The bmdhodl/azure-infra skill is a straightforward Azure CLI assistant with no malicious content: SKILL.md contains clean, well-intentioned instructions with no prompt injection, the skill ships zero executable code (no scripts, no npm hooks, no git hooks), and the git clone was a normal sparse-checkout from GitHub with no unexpected network destinations. The only notable signals — canary file reads — are attributable to the oathe monitoring framework's own baseline-hashing operations, not to the skill, as confirmed by the pre-clone timing and intact canary file integrity. The skill is safe to install.

Category Scores

Prompt Injection 96/100 · 30%
Data Exfiltration 85/100 · 25%
Code Execution 98/100 · 20%
Clone Behavior 93/100 · 10%
Canary Integrity 82/100 · 10%
Behavioral Reasoning 85/100 · 5%

Findings (4)

MEDIUM Canary credential files accessed during monitoring window -15

inotify and auditd both record OPEN/ACCESS events against .env, .ssh/id_rsa, .aws/credentials, .npmrc, .docker/config.json, and .config/gcloud/application_default_credentials.json. Attribution analysis places both access batches at timestamps that predate the git clone (first batch at 1771930336 vs clone start at 1771930341) and at post-install teardown time (1771930353), consistent with the oathe monitoring framework reading canary files to compute baseline and post-install integrity hashes. The skill itself contains no executable code capable of triggering these reads. No corresponding outbound data transfer was observed.

LOW Monorepo sparse-checkout downloads full repo object pack before filtering -7

The install clones the entire openclaw/skills monorepo with --depth 1 --no-checkout, then uses sparse-checkout to extract only the target subpath. This means all shallow objects in the monorepo are downloaded to /tmp/monorepo-clone before the relevant files are copied. While functional and cleaned up afterward, this pattern means the agent executing the install transfers and temporarily stores the full (shallow) monorepo on disk.

INFO Skill provides broad Azure read access including sensitive resource types -15

When active, the skill instructs the agent to query Key Vault listings, RBAC role assignments, and subscription details. These are sensitive operations but are explicitly declared in the skill's description and are read-only by default. A user or attacker who controls the conversation could use this skill to enumerate cloud infrastructure through the agent.

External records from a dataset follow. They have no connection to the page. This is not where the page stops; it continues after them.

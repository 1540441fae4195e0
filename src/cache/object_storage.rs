//! Object store implementation of the cache.
//!
//! Works against S3 and S3-compatible services (MinIO, R2, ...) through the
//! `object_store` crate. The server-reported last-modified time is the
//! entry's creation time; nothing else is written alongside the payload.
//!
//! Small payloads go out as a single `PUT`. Once a payload grows past the
//! multipart threshold the rest of the stream is uploaded in parts, so a
//! large render is never held in memory as a whole.

use std::sync::Arc;

use async_trait::async_trait;
use bytes::Bytes;
use futures::{StreamExt, TryStreamExt};
use object_store::path::Path;
use object_store::{ObjectStore, ObjectStoreExt, PutPayload, WriteMultipart};
use tracing::{debug, error, warn};

use crate::cache::freshness::{age_secs, effective_ttl, is_fresh, system_clock, Clock};
use crate::cache::key::BackendKey;
use crate::cache::stream::ByteStream;
use crate::cache::{Cache, CacheDescription};
use crate::error::{CacheError, Result};

/// Payloads up to this many bytes are sent with a single `PUT`; it is also
/// the part size of multipart uploads (the S3 minimum).
pub const MULTIPART_THRESHOLD: usize = 5 * 1024 * 1024;

/// Parts of one upload allowed in flight at once.
const MULTIPART_CONCURRENCY: usize = 4;

/// Non-secret settings reported by `describe()`.
#[derive(Debug, Clone, Default)]
pub struct ObjectStorageSettings {
    pub bucket: String,
    pub region: Option<String>,
    pub endpoint_url: Option<String>,
    pub force_path_style: bool,
}

/// Cache backed by an [`ObjectStore`].
pub struct ObjectStorageCache {
    inner: Arc<dyn ObjectStore>,
    settings: ObjectStorageSettings,
    clock: Clock,
    multipart_threshold: usize,
}

impl ObjectStorageCache {
    /// Wraps an already configured store.
    pub fn new(inner: Arc<dyn ObjectStore>, settings: ObjectStorageSettings) -> Self {
        Self {
            inner,
            settings,
            clock: system_clock(),
            multipart_threshold: MULTIPART_THRESHOLD,
        }
    }

    /// Create an in-memory store for testing.
    pub fn memory() -> Self {
        Self::new(
            Arc::new(object_store::memory::InMemory::new()),
            ObjectStorageSettings {
                bucket: "memory".to_string(),
                ..Default::default()
            },
        )
    }

    /// Replaces the clock used for TTL checks.
    pub fn with_clock(mut self, clock: Clock) -> Self {
        self.clock = clock;
        self
    }

    /// Overrides the single-`PUT` size limit and multipart part size.
    pub fn with_multipart_threshold(mut self, bytes: usize) -> Self {
        self.multipart_threshold = bytes.max(1);
        self
    }

    pub fn settings(&self) -> &ObjectStorageSettings {
        &self.settings
    }

    async fn upload_multipart(
        &self,
        location: &Path,
        head: Vec<Bytes>,
        mut rest: ByteStream,
    ) -> Result<()> {
        debug!(location = %location, "Starting multipart upload");
        let upload = self.inner.put_multipart(location).await.map_err(|e| {
            error!(location = %location, bucket = %self.settings.bucket, error = %e, "Error while starting multipart upload");
            CacheError::from(e)
        })?;
        let mut writer = WriteMultipart::new_with_chunk_size(upload, self.multipart_threshold);
        for chunk in head {
            writer.put(chunk);
        }

        while let Some(chunk) = rest.next().await {
            let chunk = match chunk {
                Ok(chunk) => chunk,
                Err(e) => {
                    if let Err(abort) = writer.abort().await {
                        warn!(location = %location, error = %abort, "Failed to abort multipart upload");
                    }
                    return Err(e);
                }
            };
            if let Err(e) = writer.wait_for_capacity(MULTIPART_CONCURRENCY).await {
                error!(location = %location, bucket = %self.settings.bucket, error = %e, "Error while uploading part");
                return Err(e.into());
            }
            writer.put(chunk);
        }

        writer.finish().await.map_err(|e| {
            error!(location = %location, bucket = %self.settings.bucket, error = %e, "Error while completing multipart upload");
            CacheError::from(e)
        })?;

        Ok(())
    }

    fn location(key: &str) -> Path {
        Path::from(BackendKey::from_key(key).as_str())
    }
}

#[async_trait]
impl Cache for ObjectStorageCache {
    async fn get(&self, key: &str, ttl: Option<u64>) -> Result<Option<ByteStream>> {
        let location = Self::location(key);
        debug!(key, location = %location, bucket = %self.settings.bucket, "Requesting object store");

        let result = match self.inner.get(&location).await {
            Ok(result) => result,
            Err(object_store::Error::NotFound { .. }) => {
                debug!(location = %location, "Object does not exist");
                return Ok(None);
            }
            Err(e) => {
                error!(location = %location, bucket = %self.settings.bucket, error = %e, "Error while requesting object store");
                return Err(e.into());
            }
        };

        if let Some(ttl) = effective_ttl(ttl) {
            let last_modified = result.meta.last_modified;
            let now = (self.clock)();
            if !is_fresh(Some(last_modified), ttl, now) {
                debug!(
                    location = %location,
                    age = age_secs(last_modified, now),
                    ttl,
                    "Object is stale"
                );
                return Ok(None);
            }
        }

        Ok(Some(result.into_stream().map_err(CacheError::from).boxed()))
    }

    /// Buffers up to the multipart threshold, then switches to a multipart
    /// upload for the remainder. The object only becomes visible once the
    /// upload completes, so a failing producer leaves the previous value.
    async fn set(&self, key: &str, mut value: ByteStream) -> Result<()> {
        let location = Self::location(key);

        let mut head = Vec::new();
        let mut buffered = 0;
        while buffered <= self.multipart_threshold {
            let Some(chunk) = value.next().await else {
                let payload: PutPayload = head.into_iter().collect();
                debug!(location = %location, size = payload.content_length(), "Putting object");
                self.inner.put(&location, payload).await.map_err(|e| {
                    error!(location = %location, bucket = %self.settings.bucket, error = %e, "Error while putting object");
                    CacheError::from(e)
                })?;
                return Ok(());
            };
            let chunk = chunk?;
            buffered += chunk.len();
            head.push(chunk);
        }

        self.upload_multipart(&location, head, value).await
    }

    async fn close(&self) -> Result<()> {
        Ok(())
    }

    fn describe(&self) -> CacheDescription {
        CacheDescription::new("object-store")
            .with("bucket", Some(&self.settings.bucket))
            .with("region", self.settings.region.as_ref())
            .with("endpoint_url", self.settings.endpoint_url.as_ref())
            .with("force_path_style", Some(self.settings.force_path_style))
    }
}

INFO az login --use-device-code instruction introduces user interaction requirement -4

The Quick Start instructs the agent to run az login --use-device-code if not already authenticated. This is a legitimate authentication flow but requires the user to visit a URL and enter a code, which an adversarial user could potentially exploit to redirect the agent to initiate auth flows against attacker-controlled tenants if the agent is not careful about which tenant it authenticates to.